Tailoring Reaction Dynamics and Combustion Efficiency of Si:CuO Thermites through Strategic Incorporation of B

In this study, boron (B) nanoparticles were incorporated into silicon (Si):copper oxide (CuO) thermites to address the challenges of high ignition temperatures and incomplete combustion in Si-based systems. The combustion characteristics were evaluated via employing pressure cell tests, laser ignition, calorimetry, and thermal analysis. Experimental results revealed that the optimal combustion characteristics were achieved by ternary thermites. The 70%B/30%Si: CuO thermites exhibited a peak pressure of 88.1 kPa/(g cm³) and a pressurization rate of 41.8 kPa/(s g cm³), representing increases of about fourfold and sixtyfold compared to the binary Si: CuO thermites.

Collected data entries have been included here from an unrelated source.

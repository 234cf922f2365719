//! CapSim Host-Link Protocol
//!
//! This crate provides types and utilities for the byte-oriented serial
//! protocol spoken between a capnography (CO2) sensor and its host monitor.
//! The emulator uses it device-side; the decoders for sensor responses let
//! tests and tooling act as the host.
//!
//! # Protocol Overview
//!
//! Every message is a frame:
//!
//! ```text
//! +---------+--------------+-------------+----------+
//! | command | length field | payload ... | checksum |
//! +---------+--------------+-------------+----------+
//! ```
//!
//! - The **command** byte is the only byte with its top bit set; it doubles
//!   as the frame-start marker on the wire.
//! - The **length field** is one plus the payload length, so the total frame
//!   length is the length field plus two.
//! - The **checksum** makes the whole frame sum to zero modulo 128.
//! - Values wider than 7 bits travel as two 7-bit halves, high half first.
//!
//! Traffic is request/response, except that in continuous mode the sensor
//! also emits unsolicited waveform frames on a fixed cadence.
//!
//! # Example
//!
//! ```rust,ignore
//! use capsim_host_protocol::{Command, FrameBuilder, FrameReceiver};
//!
//! // Build a response frame
//! let mut builder = FrameBuilder::command(0x84);
//! builder.push(1);
//! builder.push_u14(760);
//! let frame = builder.finalize()?;
//!
//! // Reassemble and decode an incoming frame
//! let mut receiver = FrameReceiver::new();
//! for byte in incoming {
//!     if let Some(event) = receiver.push_byte(byte, now_ms) {
//!         // dispatch the frame or answer the timeout
//!     }
//! }
//! ```

mod commands;
mod constants;
mod error;
mod frame;
mod receiver;
mod responses;
mod types;

pub use commands::*;
pub use constants::*;
pub use error::*;
pub use frame::*;
pub use receiver::*;
pub use responses::*;
pub use types::*;
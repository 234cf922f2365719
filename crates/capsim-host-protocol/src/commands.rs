//! Commands received from the host monitor.
//!
//! A command frame is decoded only after its checksum verifies; decoding
//! here is purely structural. An unknown command byte is an error (the
//! sensor answers with a NACK), while a recognized command with missing
//! sub-command bytes is also an error but is dropped without a reply,
//! matching the device's behavior.

use crate::constants::*;
use crate::error::ProtocolError;
use crate::frame::decode_u14;
use crate::types::GasCompensations;

/// Commands the host can send to the sensor.
#[derive(Debug, Clone, PartialEq, Eq)]
pub enum Command {
    /// Request one waveform frame and enter continuous mode.
    StartWaveform,

    /// Leave continuous mode.
    StopContinuous,

    /// Query the firmware revision string.
    GetRevision {
        /// Requested format sub-byte, echoed in the response.
        format: u8,
    },

    /// Query sensor capabilities.
    SensorCapabilities {
        /// Capability index.
        sci: u8,
        /// Optional capability sub-selector.
        scb: Option<u8>,
    },

    /// Get or set a settings item.
    Settings(SettingsRequest),

    /// Start a zero calibration cycle.
    Zero,

    /// Reset the no-breath/alarm latch.
    ResetNoBreath,
}

/// The settings item addressed by a get/set settings command.
///
/// A `Some` payload is a write followed by a read-back; `None` is a pure
/// read. Writes shorter than the item's field width are treated as reads.
#[derive(Debug, Clone, PartialEq, Eq)]
pub enum SettingsRequest {
    /// Barometric pressure, 14-bit.
    BarometricPressure(Option<u16>),
    /// Gas temperature, 14-bit.
    GasTemperature(Option<u16>),
    /// ETCO2 averaging time period, 8-bit.
    Etco2TimePeriod(Option<u8>),
    /// No-breath timeout, 8-bit.
    NoBreathTimeout(Option<u8>),
    /// CO2 display units, 8-bit.
    Co2Units(Option<u8>),
    /// Gas compensations (O2, balance gas, anesthetic agent).
    GasCompensations(Option<GasCompensations>),
    /// Sensor part number string (read-only).
    PartNumber,
    /// Link handshake byte (read-only).
    Handshake,
    /// An item code the sensor does not support.
    Unknown(u8),
}

impl Command {
    /// The command code for this command.
    pub fn code(&self) -> u8 {
        match self {
            Command::StartWaveform => CMD_CO2_WAVEFORM,
            Command::StopContinuous => CMD_STOP_CONTINUOUS,
            Command::GetRevision { .. } => CMD_GET_REVISION,
            Command::SensorCapabilities { .. } => CMD_SENSOR_CAPS,
            Command::Settings(_) => CMD_GET_SET_SETTINGS,
            Command::Zero => CMD_ZERO,
            Command::ResetNoBreath => CMD_RESET_NO_BREATH,
        }
    }

    /// Decode a checksum-verified frame into a command.
    ///
    /// `frame` is the complete frame, command byte through checksum. The
    /// payload is everything between the length field and the checksum.
    pub fn decode(frame: &[u8]) -> Result<Command, ProtocolError> {
        if frame.len() < 2 {
            return Err(ProtocolError::FrameTooShort {
                expected: 2,
                actual: frame.len(),
            });
        }
        let cmd = frame[0];
        let payload = if frame.len() > 2 {
            &frame[2..frame.len() - 1]
        } else {
            &[][..]
        };

        match cmd {
            CMD_CO2_WAVEFORM => Ok(Command::StartWaveform),

            CMD_STOP_CONTINUOUS => Ok(Command::StopContinuous),

            CMD_GET_REVISION => match payload.first() {
                Some(&format) => Ok(Command::GetRevision { format }),
                None => Err(ProtocolError::MalformedCommand { command: cmd }),
            },

            CMD_SENSOR_CAPS => match *payload {
                [sci] => Ok(Command::SensorCapabilities { sci, scb: None }),
                [sci, scb] => Ok(Command::SensorCapabilities {
                    sci,
                    scb: Some(scb),
                }),
                _ => Err(ProtocolError::MalformedCommand { command: cmd }),
            },

            CMD_GET_SET_SETTINGS => match payload.split_first() {
                Some((&item, data)) => Ok(Command::Settings(decode_settings(item, data))),
                None => Err(ProtocolError::MalformedCommand { command: cmd }),
            },

            CMD_ZERO => Ok(Command::Zero),

            CMD_RESET_NO_BREATH => Ok(Command::ResetNoBreath),

            _ => Err(ProtocolError::UnknownCommand(cmd)),
        }
    }
}

fn decode_settings(item: u8, data: &[u8]) -> SettingsRequest {
    match item {
        ISB_BAROMETRIC_PRESSURE => SettingsRequest::BarometricPressure(decode_u14_write(data)),
        ISB_GAS_TEMPERATURE => SettingsRequest::GasTemperature(decode_u14_write(data)),
        ISB_ETCO2_TIME_PERIOD => SettingsRequest::Etco2TimePeriod(data.first().copied()),
        ISB_NO_BREATH_TIMEOUT => SettingsRequest::NoBreathTimeout(data.first().copied()),
        ISB_CO2_UNITS => SettingsRequest::Co2Units(data.first().copied()),
        ISB_GAS_COMPENSATIONS => SettingsRequest::GasCompensations(match *data {
            [o2, balance_gas, high, low, ..] => Some(GasCompensations {
                o2,
                balance_gas,
                anesthetic_agent: decode_u14(high, low),
            }),
            _ => None,
        }),
        ISB_PART_NUMBER => SettingsRequest::PartNumber,
        ISB_HANDSHAKE => SettingsRequest::Handshake,
        _ => SettingsRequest::Unknown(item),
    }
}

fn decode_u14_write(data: &[u8]) -> Option<u16> {
    match *data {
        [high, low, ..] => Some(decode_u14(high, low)),
        _ => None,
    }
}
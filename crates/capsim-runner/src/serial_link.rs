//! TCP serial bridge.
//!
//! Exposes the emulated sensor's serial port on a TCP port so a host
//! monitor (or a terminal program) can connect and exchange raw protocol
//! bytes. One client at a time; frames emitted while no client is connected
//! are dropped, like a serial line with nothing plugged in.
//!
//! The listener runs on a tokio runtime; the control loop stays synchronous
//! and talks to it through a [`SerialHandle`] with non-blocking reads.

use std::io;
use std::sync::atomic::{AtomicBool, Ordering};
use std::sync::Arc;

use tokio::io::{AsyncReadExt, AsyncWriteExt};
use tokio::net::{TcpListener, TcpStream};
use tokio::sync::mpsc;
use tokio::sync::Mutex;

/// Handle for exchanging bytes with the connected host.
#[derive(Clone)]
pub struct SerialHandle {
    tx_sender: mpsc::Sender<Vec<u8>>,
    rx_receiver: Arc<Mutex<mpsc::Receiver<Vec<u8>>>>,
    connected: Arc<AtomicBool>,
}

impl SerialHandle {
    /// Whether a host is currently connected.
    pub fn is_connected(&self) -> bool {
        self.connected.load(Ordering::Relaxed)
    }

    /// Send bytes to the connected host (sensor TX → TCP).
    ///
    /// Silently dropped when no client is connected; logged and dropped if
    /// the outgoing buffer is full.
    pub fn send(&self, data: &[u8]) {
        if !self.is_connected() {
            return;
        }
        if let Err(err) = self.tx_sender.try_send(data.to_vec()) {
            match err {
                mpsc::error::TrySendError::Full(_) => {
                    tracing::warn!("serial TX buffer full, dropping {} bytes", data.len());
                }
                mpsc::error::TrySendError::Closed(_) => {
                    tracing::warn!("serial bridge task gone, dropping {} bytes", data.len());
                }
            }
        }
    }

    /// Take any bytes received from the host (TCP → sensor RX).
    ///
    /// Non-blocking; returns `None` when nothing is available.
    pub fn try_recv(&self) -> Option<Vec<u8>> {
        if let Ok(mut receiver) = self.rx_receiver.try_lock() {
            receiver.try_recv().ok()
        } else {
            None
        }
    }
}

/// Bind the bridge and spawn its accept loop on the given runtime.
///
/// Returns the synchronous handle the control loop polls.
pub fn start(runtime: &tokio::runtime::Handle, port: u16) -> io::Result<SerialHandle> {
    let (tx_sender, tx_receiver) = mpsc::channel::<Vec<u8>>(256);
    let (rx_sender, rx_receiver) = mpsc::channel::<Vec<u8>>(256);
    let connected = Arc::new(AtomicBool::new(false));

    let listener = runtime.block_on(async {
        TcpListener::bind(("0.0.0.0", port)).await
    })?;
    tracing::info!("serial bridge listening on port {port}");

    let handle = SerialHandle {
        tx_sender,
        rx_receiver: Arc::new(Mutex::new(rx_receiver)),
        connected: connected.clone(),
    };

    runtime.spawn(async move {
        run_listener(listener, tx_receiver, rx_sender, connected).await;
    });

    Ok(handle)
}

async fn run_listener(
    listener: TcpListener,
    mut tx_receiver: mpsc::Receiver<Vec<u8>>,
    rx_sender: mpsc::Sender<Vec<u8>>,
    connected: Arc<AtomicBool>,
) {
    loop {
        let (stream, peer) = match listener.accept().await {
            Ok(accepted) => accepted,
            Err(err) => {
                tracing::error!("serial bridge accept failed: {err}");
                return;
            }
        };
        tracing::info!("host connected from {peer}");
        connected.store(true, Ordering::Relaxed);

        // Frames queued while disconnected are stale; flush them.
        while tx_receiver.try_recv().is_ok() {}

        let result = handle_connection(stream, &mut tx_receiver, &rx_sender).await;
        connected.store(false, Ordering::Relaxed);

        match result {
            Ok(()) => tracing::info!("host disconnected"),
            Err(err) => tracing::warn!("host connection error: {err}"),
        }
    }
}

/// Shuttle bytes between the TCP stream and the control loop's channels.
async fn handle_connection(
    mut stream: TcpStream,
    tx_receiver: &mut mpsc::Receiver<Vec<u8>>,
    rx_sender: &mpsc::Sender<Vec<u8>>,
) -> io::Result<()> {
    let (mut reader, mut writer) = stream.split();
    let mut read_buf = [0u8; 1024];

    loop {
        tokio::select! {
            // Host -> sensor RX
            result = reader.read(&mut read_buf) => {
                match result {
                    Ok(0) => return Ok(()),
                    Ok(n) => {
                        tracing::trace!("rx {}", hex::encode(&read_buf[..n]));
                        if rx_sender.send(read_buf[..n].to_vec()).await.is_err() {
                            return Ok(());
                        }
                    }
                    Err(err) => return Err(err),
                }
            }

            // Sensor TX -> host
            Some(data) = tx_receiver.recv() => {
                tracing::trace!("tx {}", hex::encode(&data));
                writer.write_all(&data).await?;
                writer.flush().await?;
            }
        }
    }
}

Additionally, the 50%B/50%Si: CuO thermites achieved a reaction completeness of 85.12%, nearly doubling the efficiency of the binary thermites. Thermal analysis revealed that these performance enhancements result from the incorporation of B, which burns to release high temperatures that melt the passivated silicon oxide layer over the silicon particles. This process reactivates the active Si, enabling it to participate in combustion. Therefore, the incorporation of B is an effective method for enhancing the energetic performance of Si: CuO thermites. This approach provides a strategic pathway for designing thermites with outstanding energetic behavior that are promising candidates for propulsion and pyrotechnic applications.